Integrins are an important family of alphabeta heterodimeric cell adhesion molecules mediating not only cell-cell and cell-matrix interactions but also signaling. The factors that regulate integrin affinity and avidity are poorly characterized. Gangliosides are candidates for these effects. Several lines of evidence support the possibility that changes in the composition of the local membrane environment, including the ganglioside composition, may play a role in determining the activation state of integrins. Here we investigated the effect of pathological gangliosides on platelet and tumor cell integrin alpha2beta1. Platelets adhesion to collagen was increased by atherosclerotic gangliosides in a concentration dependent manner and was found to be alpha2beta1 mediated. This enhanced binding was not due to release of preformed stores of integrin onto the surface but by clustering of the already expressed alpha2beta1 molecules resulting in increased avidity. Since platelet adhesion in flowing blood involves shear forces, we next determined if ganglioside modulation of integrin activity was operative under dynamic forces. Shear forces of 5 dynes·cm-2 simulating venous and 50 dynes·cm-2 simulating arterial flow were chosen. High shear force increased platelet adhesion 2.5 fold compared to low shear force. Pre-incubation of platelets with gangliosides increased adhesion at low shear force to a level comparable to high shear alone.
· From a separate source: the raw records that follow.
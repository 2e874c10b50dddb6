// Copyright (c) 2026 Bountyy Oy. All rights reserved.
// This software is proprietary and confidential.

use serde::{Deserialize, Serialize};
use validator::Validate;

#[derive(Debug, Clone, Default, PartialEq, Serialize, Deserialize, Validate)]
pub struct AppConfig {
    #[serde(default)]
    #[validate(nested)]
    pub fuzzer: FuzzerConfig,

    #[serde(default)]
    #[validate(nested)]
    pub http: HttpConfig,

    #[serde(default)]
    pub observability: ObservabilityConfig,
}

/// Which request surfaces the mutation engine may fuzz.
///
/// Keys keep the names scan profiles have always used.
#[derive(Debug, Clone, PartialEq, Serialize, Deserialize, Validate)]
pub struct FuzzerConfig {
    #[serde(rename = "fuzzFileName", default = "default_false")]
    pub fuzz_file_name: bool,

    #[serde(rename = "fuzzFileContent", default = "default_true")]
    pub fuzz_file_content: bool,

    /// Extension of synthesized upload file names
    #[validate(length(max = 16))]
    #[serde(rename = "fuzzFCExt", default = "default_fc_ext")]
    pub fuzz_fc_ext: String,

    #[serde(rename = "fuzzURLParts", default = "default_false")]
    pub fuzz_url_parts: bool,

    #[serde(rename = "fuzzableCookie", default = "default_false")]
    pub fuzzable_cookie: bool,

    #[validate(length(max = 64))]
    #[serde(default)]
    pub fuzzable_headers: Vec<String>,
}

#[derive(Debug, Clone, PartialEq, Serialize, Deserialize, Validate)]
pub struct HttpConfig {
    #[validate(range(min = 1, max = 3600))]
    #[serde(default = "default_timeout")]
    pub request_timeout_secs: u64,

    #[validate(range(min = 0, max = 10))]
    #[serde(default = "default_retries")]
    pub max_retries: u32,

    #[serde(default = "default_true")]
    pub cache_enabled: bool,

    #[serde(default = "default_cache_capacity")]
    pub cache_max_capacity: u64,

    #[serde(default = "default_cache_ttl")]
    pub cache_ttl_secs: u64,

    #[validate(range(min = 1, max = 256))]
    #[serde(default = "default_probe_workers")]
    pub probe_workers: usize,

    #[validate(range(min = 1, max = 10000))]
    #[serde(default = "default_queue_capacity")]
    pub probe_queue_capacity: usize,
}

#[derive(Debug, Clone, PartialEq, Serialize, Deserialize)]
pub struct ObservabilityConfig {
    #[serde(default = "default_log_level")]
    pub log_level: String,

    #[serde(default = "default_false")]
    pub log_json: bool,
}

impl Default for FuzzerConfig {
    fn default() -> Self {
        Self {
            fuzz_file_name: false,
            fuzz_file_content: true,
            fuzz_fc_ext: default_fc_ext(),
            fuzz_url_parts: false,
            fuzzable_cookie: false,
            fuzzable_headers: Vec::new(),
        }
    }
}

impl Default for HttpConfig {
    fn default() -> Self {
        Self {
            request_timeout_secs: default_timeout(),
            max_retries: default_retries(),
            cache_enabled: true,
            cache_max_capacity: default_cache_capacity(),
            cache_ttl_secs: default_cache_ttl(),
            probe_workers: default_probe_workers(),
            probe_queue_capacity: default_queue_capacity(),
        }
    }
}

impl Default for ObservabilityConfig {
    fn default() -> Self {
        Self {
            log_level: default_log_level(),
            log_json: false,
        }
    }
}

fn default_true() -> bool {
    true
}

fn default_false() -> bool {
    false
}

fn default_fc_ext() -> String {
    "txt".to_string()
}

fn default_timeout() -> u64 {
    30
}

fn default_retries() -> u32 {
    2
}

fn default_cache_capacity() -> u64 {
    10000
}

fn default_cache_ttl() -> u64 {
    300
}

fn default_probe_workers() -> usize {
    8
}

fn default_queue_capacity() -> usize {
    64
}

fn default_log_level() -> String {
    "info".to_string()
}

#[cfg(test)]
mod tests {
    use super::*;

    #[test]
    fn test_scanner_facing_key_names() {
        let yaml = r#"
fuzzer:
  fuzzFileName: true
  fuzzFCExt: gif
  fuzzableCookie: true
  fuzzable_headers: [Referer]
"#;
        let config: AppConfig = serde_yaml::from_str(yaml).unwrap();
        assert!(config.fuzzer.fuzz_file_name);
        assert!(config.fuzzer.fuzz_file_content);
        assert!(!config.fuzzer.fuzz_url_parts);
        assert_eq!(config.fuzzer.fuzz_fc_ext, "gif");
        assert_eq!(config.fuzzer.fuzzable_headers, vec!["Referer"]);
        assert_eq!(config.http, HttpConfig::default());
    }

    #[test]
    fn test_range_validation() {
        let mut config = AppConfig::default();
        assert!(config.validate().is_ok());

        config.http.probe_workers = 0;
        assert!(config.validate().is_err());
    }
}
// Copyright (c) 2026 Bountyy Oy. All rights reserved.
// This software is proprietary and confidential.

use anyhow::{Context, Result};
use validator::Validate;

use super::core::AppConfig;

pub struct ConfigValidator;

impl ConfigValidator {
    pub fn validate_app_config(config: &AppConfig) -> Result<()> {
        config.validate()
            .context("Configuration validation failed")?;

        Self::validate_fuzzer_config(config)?;
        Self::validate_http_config(config)?;

        Ok(())
    }

    fn validate_fuzzer_config(config: &AppConfig) -> Result<()> {
        let ext = config.fuzzer.fuzz_fc_ext.trim_start_matches('.');
        if !ext.chars().all(|c| c.is_ascii_alphanumeric()) {
            return Err(anyhow::anyhow!(
                "fuzzFCExt must be alphanumeric, got {:?}",
                config.fuzzer.fuzz_fc_ext
            ));
        }

        for header in &config.fuzzer.fuzzable_headers {
            if !is_http_token(header) {
                return Err(anyhow::anyhow!("Invalid fuzzable header name: {:?}", header));
            }
        }

        Ok(())
    }

    fn validate_http_config(config: &AppConfig) -> Result<()> {
        if config.http.probe_workers == 0 {
            return Err(anyhow::anyhow!("Probe workers must be greater than 0"));
        }

        if config.http.cache_enabled {
            if config.http.cache_max_capacity == 0 {
                return Err(anyhow::anyhow!("Cache capacity must be greater than 0 when enabled"));
            }

            if config.http.cache_ttl_secs == 0 {
                return Err(anyhow::anyhow!("Cache TTL must be greater than 0 when enabled"));
            }
        }

        Ok(())
    }
}

/// RFC 7230 `token`
fn is_http_token(name: &str) -> bool {
    !name.is_empty()
        && name.chars().all(|c| {
            c.is_ascii_alphanumeric() || "!#$%&'*+-.^_`|~".contains(c)
        })
}

#[cfg(test)]
mod tests {
    use super::*;

    #[test]
    fn test_defaults_are_valid() {
        assert!(ConfigValidator::validate_app_config(&AppConfig::default()).is_ok());
    }

    #[test]
    fn test_rejects_bad_extension_and_header() {
        let mut config = AppConfig::default();
        config.fuzzer.fuzz_fc_ext = "p/hp".to_string();
        assert!(ConfigValidator::validate_app_config(&config).is_err());

        let mut config = AppConfig::default();
        config.fuzzer.fuzzable_headers = vec!["Bad Header".to_string()];
        assert!(ConfigValidator::validate_app_config(&config).is_err());
    }

    #[test]
    fn test_cache_requires_ttl() {
        let mut config = AppConfig::default();
        config.http.cache_ttl_secs = 0;
        assert!(ConfigValidator::validate_app_config(&config).is_err());

        config.http.cache_enabled = false;
        assert!(ConfigValidator::validate_app_config(&config).is_ok());
    }
}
The addition of gangliosides to platelets perfused at high shear force did not further increase adhesion. LAN1 cells are adherent to collagen in static assays. When cells were perfused at low and high shear force, no effect of either shear or gangliosides was observed. However when tumor cells were perfused in the presence of platelets, an increase in binding of tumor cells was observed at both 5 and 50 dynes·cm-2 compared to cells alone.;Based on these results the following model is proposed. Shed gangliosides enter circulation where they interact with and incorporate into platelet membranes resulting in integrin clustering. This promotes binding to collagen and activation of intracellular signaling resulting in platelet secretion, aggregation and platelet-cell interaction, events that promote tumor cell adhesion in blood and metastasis.